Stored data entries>
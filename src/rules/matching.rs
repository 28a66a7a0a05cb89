use crate::components::block::BlockDefinition;

const TYPE_PREFIX: &str = "MyObjectBuilder_";

/// True when any entry of the block list names this block definition.
///
/// An entry may be the type id (with or without the builder prefix), the
/// subtype id, the pair name, or `Type/Subtype`. Comparison ignores case.
pub fn is_match(definition: &BlockDefinition, block_list: &[String]) -> bool {
    block_list
        .iter()
        .any(|entry| entry_matches(entry.trim(), definition))
}

fn entry_matches(entry: &str, definition: &BlockDefinition) -> bool {
    if entry.is_empty() {
        return false;
    }

    let type_id = strip_type_prefix(&definition.type_id);
    if let Some((type_part, subtype_part)) = entry.split_once('/') {
        return strip_type_prefix(type_part).eq_ignore_ascii_case(type_id)
            && subtype_part.eq_ignore_ascii_case(&definition.subtype_id);
    }

    strip_type_prefix(entry).eq_ignore_ascii_case(type_id)
        || entry.eq_ignore_ascii_case(&definition.subtype_id)
        || entry.eq_ignore_ascii_case(&definition.pair_name)
}

fn strip_type_prefix(type_id: &str) -> &str {
    type_id.strip_prefix(TYPE_PREFIX).unwrap_or(type_id)
}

What is required> Every record must be set down again exactly.

Result of the task>
filename src/rules/matching.rs
repository 28a66a7a0a05cb89
use crate::components::block::BlockDefinition;

const TYPE_PREFIX: &str = "MyObjectBuilder_";

/// True when any entry of the block list names this block definition.
///
/// An entry may be the type id (with or without the builder prefix), the
/// subtype id, the pair name, or `Type/Subtype`. Comparison ignores case.
pub fn is_match(definition: &BlockDefinition, block_list: &[String]) -> bool {
    block_list
        .iter()
        .any(|entry| entry_matches(entry.trim(), definition))
}

fn entry_matches(entry: &str, definition: &BlockDefinition) -> bool {
    if entry.is_empty() {
        return false;
    }

    let type_id = strip_type_prefix(&definition.type_id);
    if let Some((type_part, subtype_part)) = entry.split_once('/') {
        return strip_type_prefix(type_part).eq_ignore_ascii_case(type_id)
            && subtype_part.eq_ignore_ascii_case(&definition.subtype_id);
    }

    strip_type_prefix(entry).eq_ignore_ascii_case(type_id)
        || entry.eq_ignore_ascii_case(&definition.subtype_id)
        || entry.eq_ignore_ascii_case(&definition.pair_name)
}

fn strip_type_prefix(type_id: &str) -> &str {
    type_id.strip_prefix(TYPE_PREFIX).unwrap_or(type_id)
}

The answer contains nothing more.